Los hispanos tampoco.
Los negros tampoco.
Los asiáticos tampoco.
Los indígenas tampoco.
...Porque las personas no vienen fabricadas en serie.
...Siempre ha habido gente buena y gente mala en todos los tiempos y en todos los lugares. Gente noble y gente miserable. Héroes y cobardes. Personas capaces de dar la vida por otro... y otras capaces de vender hasta a su propia alma al diablo por un puñado de monedas.
...La historia está llena de ejemplos.
--Hubo quienes participaron en la esclavitud y hubo quienes la combatieron con valentía. Hubo, como hay hoy, quienes se enriquecieron con el sufrimiento ajeno y hubo quienes arriesgaron su prestigio, su fortuna y hasta su vida para denunciar aquella horrible injusticia.
Por eso resulta peligroso juzgar a millones de personas por el color de su piel o por lo que hicieron otros hace cientos de años.
--Ser blanco no convierte a nadie en opresor.
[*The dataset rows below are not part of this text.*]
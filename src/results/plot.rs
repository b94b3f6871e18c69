//! Chart rendering for flow and KPI plots.

use std::error::Error;
use std::path::Path;

use chrono::{NaiveDateTime, TimeDelta};
use plotters::prelude::*;
use plotters::style::text_anchor::{HPos, Pos, VPos};

use crate::error::{Result, SweepError};
use crate::io::workbook::FlowSeries;

use super::kpi::{Kpi, KpiTable};

type DrawResult = std::result::Result<(), Box<dyn Error>>;

const FLOW_SIZE: (u32, u32) = (1600, 800);
const LEGEND_WIDTH: u32 = 320;
const KPI_PANEL_HEIGHT: u32 = 260;
const KPI_WIDTH: u32 = 1000;
const FOOTER_HEIGHT: u32 = 50;

/// Renders all flows of `series` as lines, legend right of the plot area.
///
/// # Errors
///
/// Returns `SweepError::Plot` if the image cannot be drawn or written.
pub fn render_flows(path: &Path, series: &FlowSeries) -> Result<()> {
    let backend = BitMapBackend::new(path, FLOW_SIZE);
    draw_flows(backend, series).map_err(|e| plot_error(path, e))
}

/// Renders one stacked subplot per KPI against the swept value.
///
/// # Errors
///
/// Returns `SweepError::Plot` if the image cannot be drawn or written.
pub fn render_kpis(path: &Path, variable: &str, table: &KpiTable, kpis: &[Kpi]) -> Result<()> {
    let panels = kpis.len().max(1) as u32;
    let size = (KPI_WIDTH, panels * KPI_PANEL_HEIGHT + FOOTER_HEIGHT);
    let backend = BitMapBackend::new(path, size);
    draw_kpis(backend, variable, table, kpis).map_err(|e| plot_error(path, e))
}

fn plot_error(path: &Path, e: Box<dyn Error>) -> SweepError {
    SweepError::Plot {
        path: path.to_path_buf(),
        message: e.to_string(),
    }
}

fn draw_flows<DB: DrawingBackend>(backend: DB, series: &FlowSeries) -> DrawResult
where
    DB::ErrorType: 'static,
{
    let root = backend.into_drawing_area();
    root.fill(&WHITE)?;
    let (plot_area, legend_area) = root.split_horizontally((FLOW_SIZE.0 - LEGEND_WIDTH) as i32);

    // x is hours since the first time step; labels map back to timestamps.
    let origin = series.timestamps.first().copied().unwrap_or_default();
    let hours = |ts: &NaiveDateTime| (*ts - origin).num_seconds() as f64 / 3600.0;
    let x_max = series.timestamps.last().map(hours).unwrap_or(0.0);
    let (y_min, y_max) = padded_bounds(series.values.iter().flatten().copied());

    let label_time = |h: &f64| -> String {
        let ts = origin + TimeDelta::seconds((h * 3600.0).round() as i64);
        ts.format("%Y-%m-%d %H:%M").to_string()
    };

    let mut chart = ChartBuilder::on(&plot_area)
        .caption("All Flows", ("sans-serif", 30))
        .margin(15)
        .x_label_area_size(50)
        .y_label_area_size(70)
        .build_cartesian_2d(0.0..x_max.max(1.0), y_min..y_max)?;

    chart
        .configure_mesh()
        .x_desc("time")
        .y_desc("kW")
        .x_labels(8)
        .x_label_formatter(&label_time)
        .draw()?;

    for (i, name) in series.columns.iter().enumerate() {
        let color = Palette99::pick(i);
        chart.draw_series(LineSeries::new(
            series.column_points(i).map(|(ts, v)| (hours(&ts), v)),
            color.stroke_width(2),
        ))?;

        let y = 60 + 22 * i as i32;
        legend_area.draw(&PathElement::new(
            vec![(10, y), (40, y)],
            Palette99::pick(i).stroke_width(3),
        ))?;
        legend_area.draw(&Text::new(name.clone(), (48, y - 8), ("sans-serif", 16).into_font()))?;
    }

    root.present()?;
    Ok(())
}

fn draw_kpis<DB: DrawingBackend>(
    backend: DB,
    variable: &str,
    table: &KpiTable,
    kpis: &[Kpi],
) -> DrawResult
where
    DB::ErrorType: 'static,
{
    let root = backend.into_drawing_area();
    root.fill(&WHITE)?;
    let (_, height) = root.dim_in_pixel();
    let (panels, footer) = root.split_vertically(height.saturating_sub(FOOTER_HEIGHT) as i32);

    let runs: Vec<f64> = table.runs().map(|r| r as f64).collect();
    let (x_min, x_max) = match (runs.first(), runs.last()) {
        (Some(&a), Some(&b)) if a < b => {
            let pad = (b - a) * 0.03;
            (a - pad, b + pad)
        }
        (Some(&a), _) => (a - 1.0, a + 1.0),
        _ => (0.0, 1.0),
    };

    let areas = if kpis.is_empty() {
        Vec::new()
    } else {
        panels.split_evenly((kpis.len(), 1))
    };
    for (area, kpi) in areas.iter().zip(kpis) {
        let points: Vec<(f64, f64)> = table
            .series(*kpi)
            .into_iter()
            .map(|(run, v)| (run as f64, v))
            .filter(|(_, v)| v.is_finite())
            .collect();
        let (y_min, y_max) = padded_bounds(points.iter().map(|(_, v)| *v));

        let mut chart = ChartBuilder::on(area)
            .margin(10)
            .x_label_area_size(30)
            .y_label_area_size(80)
            .build_cartesian_2d(x_min..x_max, y_min..y_max)?;

        chart
            .configure_mesh()
            .y_desc(kpi.label())
            .x_label_formatter(&|x: &f64| format!("{x:.0}"))
            .draw()?;

        chart.draw_series(LineSeries::new(points.iter().copied(), BLUE.stroke_width(2)))?;
        chart.draw_series(
            points
                .iter()
                .map(|&(x, y)| Circle::new((x, y), 3, BLUE.filled())),
        )?;
    }

    let style =
        TextStyle::from(("sans-serif", 22).into_font()).pos(Pos::new(HPos::Center, VPos::Center));
    let (width, _) = footer.dim_in_pixel();
    footer.draw_text(variable, &style, (width as i32 / 2, FOOTER_HEIGHT as i32 / 2))?;

    root.present()?;
    Ok(())
}

/// Min and max of the finite values, widened by 5 % so lines clear the frame.
fn padded_bounds(values: impl Iterator<Item = f64>) -> (f64, f64) {
    let (lo, hi) = values
        .filter(|v| v.is_finite())
        .fold((f64::INFINITY, f64::NEG_INFINITY), |(lo, hi), v| {
            (lo.min(v), hi.max(v))
        });
    if lo > hi {
        return (0.0, 1.0);
    }
    let span = hi - lo;
    if span == 0.0 {
        let pad = if lo == 0.0 { 1.0 } else { lo.abs() * 0.05 };
        return (lo - pad, hi + pad);
    }
    (lo - span * 0.05, hi + span * 0.05)
}

#[cfg(test)]
mod tests {
    use super::*;

    #[test]
    fn bounds_widen_by_five_percent() {
        let (lo, hi) = padded_bounds([0.0, 10.0, 5.0].into_iter());
        assert!((lo + 0.5).abs() < 1e-9);
        assert!((hi - 10.5).abs() < 1e-9);
    }

    #[test]
    fn bounds_ignore_non_finite_values() {
        let (lo, hi) = padded_bounds([f64::NAN, 2.0, f64::INFINITY, 4.0].into_iter());
        assert!(lo < 2.0 && hi > 4.0 && hi < 5.0);
    }

    #[test]
    fn bounds_of_empty_or_flat_series_are_non_degenerate() {
        assert_eq!(padded_bounds(std::iter::empty()), (0.0, 1.0));
        let (lo, hi) = padded_bounds([0.0, 0.0].into_iter());
        assert!(lo < hi);
        let (lo, hi) = padded_bounds([200.0].into_iter());
        assert!(lo < 200.0 && hi > 200.0);
    }
}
--Ser negro no convierte a nadie en víctima eterna.
...Ser de cualquier origen no garantiza virtud ni maldad.
--Lo único que habla verdaderamente de una persona son sus actos.
...La humanidad tiene la mala costumbre de cambiar los disfraces, pero conservar los mismos prejuicios.
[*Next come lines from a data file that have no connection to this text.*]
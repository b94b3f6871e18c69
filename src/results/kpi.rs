//! KPI extraction from archived scalar summaries, aggregation and report.

use std::collections::BTreeMap;
use std::fmt;
use std::fs;
use std::path::{Path, PathBuf};
use std::str::FromStr;

use serde::Deserialize;
use tracing::{debug, info, warn};

use crate::error::{Result, SweepError};
use crate::io::table::ParameterTable;
use crate::io::workbook::ScalarSummary;
use crate::sweep::layout::{ArchiveLayout, run_id_from_path};

use super::plot;

/// Key performance indicator read from a scalar summary.
#[derive(Debug, Clone, Copy, PartialEq, Eq, Hash, PartialOrd, Ord, Deserialize)]
pub enum Kpi {
    #[serde(rename = "costs total PV")]
    CostsTotalPv,
    #[serde(rename = "installed capacity PV")]
    InstalledCapacityPv,
    #[serde(rename = "Total renewable energy use")]
    TotalRenewableEnergyUse,
    #[serde(rename = "Renewable share")]
    RenewableShare,
    #[serde(rename = "LCOE PV")]
    LcoePv,
    #[serde(rename = "self consumption")]
    SelfConsumption,
    #[serde(rename = "self sufficiency")]
    SelfSufficiency,
    #[serde(rename = "Degree of autonomy")]
    DegreeOfAutonomy,
}

impl Kpi {
    pub const COUNT: usize = 8;

    /// Every KPI in table column order.
    pub const ALL: [Kpi; Self::COUNT] = [
        Kpi::CostsTotalPv,
        Kpi::InstalledCapacityPv,
        Kpi::TotalRenewableEnergyUse,
        Kpi::RenewableShare,
        Kpi::LcoePv,
        Kpi::SelfConsumption,
        Kpi::SelfSufficiency,
        Kpi::DegreeOfAutonomy,
    ];

    pub fn label(self) -> &'static str {
        match self {
            Kpi::CostsTotalPv => "costs total PV",
            Kpi::InstalledCapacityPv => "installed capacity PV",
            Kpi::TotalRenewableEnergyUse => "Total renewable energy use",
            Kpi::RenewableShare => "Renewable share",
            Kpi::LcoePv => "LCOE PV",
            Kpi::SelfConsumption => "self consumption",
            Kpi::SelfSufficiency => "self sufficiency",
            Kpi::DegreeOfAutonomy => "Degree of autonomy",
        }
    }

    fn index(self) -> usize {
        self as usize
    }

    /// Reads this KPI for `asset` from a scalar summary.
    fn read(self, summary: &ScalarSummary, asset: &str) -> Result<f64> {
        match self {
            Kpi::CostsTotalPv => summary.asset_cost(asset, "costs_total"),
            Kpi::InstalledCapacityPv => summary.asset_added_capacity(asset),
            Kpi::TotalRenewableEnergyUse => summary.scalar("Total renewable energy use"),
            Kpi::RenewableShare => summary.scalar("Renewable_share"),
            Kpi::LcoePv => summary.asset_cost(asset, "levelized_cost_of_energy_of_asset"),
            Kpi::SelfConsumption => summary.scalar("Onsite energy fraction"),
            Kpi::SelfSufficiency => summary.scalar("Onsite energy matching"),
            Kpi::DegreeOfAutonomy => summary.scalar("Degree of autonomy"),
        }
    }
}

impl fmt::Display for Kpi {
    fn fmt(&self, f: &mut fmt::Formatter<'_>) -> fmt::Result {
        f.write_str(self.label())
    }
}

impl FromStr for Kpi {
    type Err = String;

    /// Parses a KPI label, ignoring ASCII case.
    fn from_str(s: &str) -> std::result::Result<Self, Self::Err> {
        let s = s.trim();
        Kpi::ALL
            .into_iter()
            .find(|k| k.label().eq_ignore_ascii_case(s))
            .ok_or_else(|| {
                let known: Vec<&str> = Kpi::ALL.iter().map(|k| k.label()).collect();
                format!("unknown KPI \"{s}\", available: {}", known.join(", "))
            })
    }
}

/// All eight KPI values of one run.
#[derive(Debug, Clone, Copy, PartialEq)]
pub struct KpiRow([f64; Kpi::COUNT]);

impl KpiRow {
    pub fn new(values: [f64; Kpi::COUNT]) -> Self {
        Self(values)
    }

    /// Extracts every KPI for `asset`.
    ///
    /// # Errors
    ///
    /// Returns `SweepError::Schema` if a referenced sheet cell is missing.
    pub fn extract(summary: &ScalarSummary, asset: &str) -> Result<Self> {
        let mut values = [f64::NAN; Kpi::COUNT];
        for kpi in Kpi::ALL {
            values[kpi.index()] = kpi.read(summary, asset)?;
        }
        Ok(Self(values))
    }

    pub fn get(&self, kpi: Kpi) -> f64 {
        self.0[kpi.index()]
    }
}

/// KPI rows keyed by swept value, always in ascending order.
#[derive(Debug, Clone, Default, PartialEq)]
pub struct KpiTable {
    rows: BTreeMap<i64, KpiRow>,
}

impl KpiTable {
    pub fn new() -> Self {
        Self::default()
    }

    /// Sets the row of `run`, returning the row it replaced.
    pub fn insert(&mut self, run: i64, row: KpiRow) -> Option<KpiRow> {
        self.rows.insert(run, row)
    }

    pub fn len(&self) -> usize {
        self.rows.len()
    }

    pub fn is_empty(&self) -> bool {
        self.rows.is_empty()
    }

    pub fn get(&self, run: i64) -> Option<&KpiRow> {
        self.rows.get(&run)
    }

    /// Swept values in ascending order.
    pub fn runs(&self) -> impl Iterator<Item = i64> + '_ {
        self.rows.keys().copied()
    }

    pub fn rows(&self) -> impl Iterator<Item = (i64, &KpiRow)> {
        self.rows.iter().map(|(run, row)| (*run, row))
    }

    /// `(run, value)` points of one KPI.
    pub fn series(&self, kpi: Kpi) -> Vec<(i64, f64)> {
        self.rows.iter().map(|(run, row)| (*run, row.get(kpi))).collect()
    }

    /// Text report of the selected KPIs, one line per run.
    pub fn report<'a>(&'a self, variable: &'a str, kpis: &'a [Kpi]) -> KpiReport<'a> {
        KpiReport {
            table: self,
            variable,
            kpis,
        }
    }
}

/// Printable view of a [`KpiTable`].
pub struct KpiReport<'a> {
    table: &'a KpiTable,
    variable: &'a str,
    kpis: &'a [Kpi],
}

impl fmt::Display for KpiReport<'_> {
    fn fmt(&self, f: &mut fmt::Formatter<'_>) -> fmt::Result {
        writeln!(f, "--- KPI Report ({}) ---", self.variable)?;
        write!(f, "{:>10}", self.variable)?;
        for kpi in self.kpis {
            write!(f, "  {:>26}", kpi.label())?;
        }
        for (run, row) in self.table.rows() {
            writeln!(f)?;
            write!(f, "{run:>10}")?;
            for kpi in self.kpis {
                write!(f, "  {:>26.4}", row.get(*kpi))?;
            }
        }
        Ok(())
    }
}

/// Builds the KPI table of an archive.
///
/// Every `*.xlsx` file in the archive's `scalars/` folder contributes one row
/// keyed by its run id, once per PV asset listed in that run's
/// `energyProduction.csv`. Several assets write the same row; the last one
/// wins. A run without any asset column contributes no row.
///
/// # Errors
///
/// Returns an error if the folder cannot be listed, a file name carries no
/// run id, or a scalar summary or asset table is missing or malformed.
pub fn aggregate_kpis(layout: &ArchiveLayout) -> Result<KpiTable> {
    let mut table = KpiTable::new();

    for path in scalar_files(&layout.scalars_dir())? {
        let run = run_id_from_path(&path)?;
        let summary = ScalarSummary::open(&path)?;
        let assets_path = layout.run_asset_table(run);
        let assets = ParameterTable::from_path(&assets_path)?;
        let columns: Vec<&str> = assets.asset_columns().collect();

        match columns.len() {
            0 => debug!(run, file = %assets_path.display(), "no PV asset listed, run skipped"),
            1 => {}
            n => warn!(
                run,
                assets = n,
                "several PV assets write the same KPI row, keeping the last"
            ),
        }

        for asset in columns {
            table.insert(run, KpiRow::extract(&summary, asset)?);
        }
    }

    info!(rows = table.len(), "aggregated KPIs");
    Ok(table)
}

/// Aggregates the archive and renders one stacked subplot per KPI.
///
/// # Errors
///
/// Returns any aggregation error, or `SweepError::Plot` if rendering fails.
pub fn plot_kpi_loop(layout: &ArchiveLayout, kpis: &[Kpi]) -> Result<(KpiTable, PathBuf)> {
    let table = aggregate_kpis(layout)?;
    let path = layout.kpi_plot_path();
    plot::render_kpis(&path, layout.variable(), &table, kpis)?;
    info!(file = %path.display(), "wrote KPI plot");
    Ok((table, path))
}

/// Workbook files of `dir` in name order, which is run order for padded ids.
fn scalar_files(dir: &Path) -> Result<Vec<PathBuf>> {
    let mut files = Vec::new();
    for entry in fs::read_dir(dir).map_err(SweepError::io(dir))? {
        let path = entry.map_err(SweepError::io(dir))?.path();
        if path.is_file() && path.extension().is_some_and(|ext| ext == "xlsx") {
            files.push(path);
        }
    }
    files.sort();
    Ok(files)
}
...Ayer unos discriminaban por el color.
--Hoy otros discriminan... también por el color.
...Y el resultado sigue siendo el mismo: injusticia.
...Tal vez el verdadero progreso no llegue cuando todos pensemos igual, sino cuando entendamos que el bien y el mal no tienen raza, nacionalidad ni pasaporte.
...Porque, al final, el corazón humano no tiene color.
--Y ese, para bien o para mal, sigue siendo el único pigmento que decide quiénes somos.
--Tío Bero.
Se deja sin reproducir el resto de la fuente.